= RECORD EXCERPTS =

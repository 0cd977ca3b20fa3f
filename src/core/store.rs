use hashbrown::HashSet;
use tracing::{debug, warn};

use crate::{
    character::{Character, CharacterDraft, CharacterPatch, PageEnvelope},
    overlay::Overlay,
    persist::KeyValueStorage,
    types::{CharacterId, ExecutionContext, ListStatus, PageNumber},
};

use super::cursor::ListCursor;

/// Fixed durable key holding the serialized overlay.
pub const OVERLAY_STORAGE_KEY: &str = "rm-crud-characters-overrides";

/// Authoritative state behind the catalog views.
///
/// Owns the live list (everything fetched so far, pre-overlay), the overlay map,
/// the pagination cursor, and the current selection. Overlay changes are written
/// to durable storage when one is attached; write failures are logged and dropped.
#[derive(Default)]
pub struct CatalogStore {
    characters: Vec<Character>,
    overlay: Overlay,
    cursor: ListCursor,
    selected: Option<Character>,
    storage: Option<Box<dyn KeyValueStorage>>,
    storage_key: String,
}

impl std::fmt::Debug for CatalogStore {
    fn fmt(&self, f: &mut std::fmt::Formatter<'_>) -> std::fmt::Result {
        f.debug_struct("CatalogStore")
            .field("characters", &self.characters.len())
            .field("overlay", &self.overlay.len())
            .field("cursor", &self.cursor)
            .field("selected", &self.selected.as_ref().map(|c| c.id))
            .field("durable", &self.storage.is_some())
            .finish()
    }
}

impl CatalogStore {
    /// Pure in-memory store; never touches durable storage.
    pub fn new() -> Self {
        Self {
            storage_key: OVERLAY_STORAGE_KEY.to_string(),
            ..Self::default()
        }
    }

    /// Store backed by `storage` under [`OVERLAY_STORAGE_KEY`].
    ///
    /// In [`ExecutionContext::Server`] the storage is dropped unread.
    pub fn with_storage(context: ExecutionContext, storage: impl KeyValueStorage + 'static) -> Self {
        Self::with_storage_key(context, storage, OVERLAY_STORAGE_KEY)
    }

    /// Like [`CatalogStore::with_storage`] with an explicit key.
    pub fn with_storage_key(
        context: ExecutionContext,
        storage: impl KeyValueStorage + 'static,
        key: impl Into<String>,
    ) -> Self {
        let mut store = Self {
            storage_key: key.into(),
            ..Self::default()
        };
        if context == ExecutionContext::Server {
            return store;
        }

        match storage.get_item(&store.storage_key) {
            Ok(Some(raw)) => match Overlay::from_json(&raw) {
                Ok(overlay) => {
                    debug!(entries = overlay.len(), "loaded stored overlay");
                    store.overlay = overlay;
                }
                Err(err) => warn!("ignoring unparseable stored overlay: {err}"),
            },
            Ok(None) => {}
            Err(err) => warn!("could not read stored overlay: {err}"),
        }
        store.storage = Some(Box::new(storage));
        store
    }

    /// Returns true when overlay changes are written to durable storage.
    pub fn is_durable(&self) -> bool {
        self.storage.is_some()
    }

    /// Live list as fetched, before the overlay is applied.
    pub fn characters(&self) -> &[Character] {
        &self.characters
    }

    /// Local overlay of edits and deletions.
    pub fn overlay(&self) -> &Overlay {
        &self.overlay
    }

    /// Pagination cursor.
    pub fn cursor(&self) -> &ListCursor {
        &self.cursor
    }

    /// Currently selected record.
    pub fn selected(&self) -> Option<&Character> {
        self.selected.as_ref()
    }

    /// Live list with the overlay applied and deleted ids dropped.
    pub fn filtered(&self) -> Vec<Character> {
        self.characters
            .iter()
            .filter_map(|c| self.overlay.apply(c))
            .collect()
    }

    /// Live list first, overlay-only entries second.
    pub fn find_by_id(&self, id: CharacterId) -> Option<Character> {
        match self.characters.iter().find(|c| c.id == id) {
            Some(c) => self.overlay.apply(c),
            None => self.overlay.lookup(id),
        }
    }

    /// Creates a record under a fresh id and puts it at the head of the live list.
    pub fn create_local(&mut self, draft: CharacterDraft) -> Character {
        let id = self.next_id();
        let created = draft.into_character(id);
        self.overlay.put(created.clone());
        self.characters.insert(0, created.clone());
        self.persist_overlay();
        created
    }

    /// Returns the merged record, or `None` without touching state when `id`
    /// does not resolve.
    pub fn update_local(&mut self, id: CharacterId, patch: &CharacterPatch) -> Option<Character> {
        let current = self.find_by_id(id)?;
        let updated = patch.merged(&current);

        self.overlay.put(updated.clone());
        for c in self.characters.iter_mut().filter(|c| c.id == id) {
            *c = updated.clone();
        }
        if self.selected.as_ref().is_some_and(|s| s.id == id) {
            self.selected = Some(updated.clone());
        }
        self.persist_overlay();
        Some(updated)
    }

    /// Tombstones `id`, drops it from the live list, and clears a matching selection.
    pub fn delete_local(&mut self, id: CharacterId) {
        self.overlay.tombstone(id);
        self.characters.retain(|c| c.id != id);
        if self.selected.as_ref().is_some_and(|s| s.id == id) {
            self.selected = None;
        }
        self.persist_overlay();
    }

    /// Applies page totals and settles the status. The page's records are
    /// left for the caller to merge.
    pub fn hydrate_from_api(&mut self, envelope: &PageEnvelope) {
        self.cursor.set_total_pages(envelope.info.pages);
        self.cursor.set_status(ListStatus::Idle);
    }

    /// Replaces the live list wholesale.
    pub fn replace_characters(&mut self, characters: Vec<Character>) {
        self.characters = characters;
    }

    /// Marks a fetch in flight.
    pub fn set_loading(&mut self) {
        self.cursor.set_status(ListStatus::Loading);
    }

    /// Marks the last fetch as failed.
    pub fn set_error(&mut self) {
        self.cursor.set_status(ListStatus::Error);
    }

    /// Moves the cursor, clamped into `1..=total_pages`.
    pub fn set_page(&mut self, page: PageNumber) {
        self.cursor.set_page(page);
    }

    /// Replaces the name filter.
    pub fn set_query(&mut self, query: impl Into<String>) {
        self.cursor.set_query(query.into());
    }

    /// Sets or clears the selection.
    pub fn select(&mut self, character: Option<Character>) {
        self.selected = character;
    }

    /// One past the largest known id. Once `CharacterId::MAX` is taken the
    /// smallest unused id is handed out instead.
    fn next_id(&self) -> CharacterId {
        let live_max = self.characters.iter().map(|c| c.id).max();
        let max = live_max.max(self.overlay.max_id()).unwrap_or(0);
        if let Some(next) = max.checked_add(1) {
            return next;
        }

        let taken: HashSet<CharacterId> = self
            .characters
            .iter()
            .map(|c| c.id)
            .chain(self.overlay.ids())
            .collect();
        let reused = (1..=CharacterId::MAX)
            .find(|id| !taken.contains(id))
            .unwrap_or(0);
        warn!(id = reused, "id space exhausted, reusing lowest free id");
        reused
    }

    fn persist_overlay(&mut self) {
        let Some(storage) = self.storage.as_mut() else {
            return;
        };
        let raw = match self.overlay.to_json() {
            Ok(raw) => raw,
            Err(err) => {
                warn!("could not serialize overlay: {err}");
                return;
            }
        };
        if let Err(err) = storage.set_item(&self.storage_key, &raw) {
            warn!(key = %self.storage_key, "overlay not persisted: {err}");
        }
    }
}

= EXERCISE PROMPT =
Precisely the lines between those holding "the catalog views." and "pub fn with_storage(context: ExecutionContext, storage: impl", inclusive, are to be reproduced from the listing above, with nothing added.

= FINAL ANSWER =
/// Authoritative state behind the catalog views.
///
/// Owns the live list (everything fetched so far, pre-overlay), the overlay map,
/// the pagination cursor, and the current selection. Overlay changes are written
/// to durable storage when one is attached; write failures are logged and dropped.
#[derive(Default)]
pub struct CatalogStore {
    characters: Vec<Character>,
    overlay: Overlay,
    cursor: ListCursor,
    selected: Option<Character>,
    storage: Option<Box<dyn KeyValueStorage>>,
    storage_key: String,
}

impl std::fmt::Debug for CatalogStore {
    fn fmt(&self, f: &mut std::fmt::Formatter<'_>) -> std::fmt::Result {
        f.debug_struct("CatalogStore")
            .field("characters", &self.characters.len())
            .field("overlay", &self.overlay.len())
            .field("cursor", &self.cursor)
            .field("selected", &self.selected.as_ref().map(|c| c.id))
            .field("durable", &self.storage.is_some())
            .finish()
    }
}

impl CatalogStore {
    /// Pure in-memory store; never touches durable storage.
    pub fn new() -> Self {
        Self {
            storage_key: OVERLAY_STORAGE_KEY.to_string(),
            ..Self::default()
        }
    }

    /// Store backed by `storage` under [`OVERLAY_STORAGE_KEY`].
    ///
    /// In [`ExecutionContext::Server`] the storage is dropped unread.
    pub fn with_storage(context: ExecutionContext, storage: impl KeyValueStorage + 'static) -> Self {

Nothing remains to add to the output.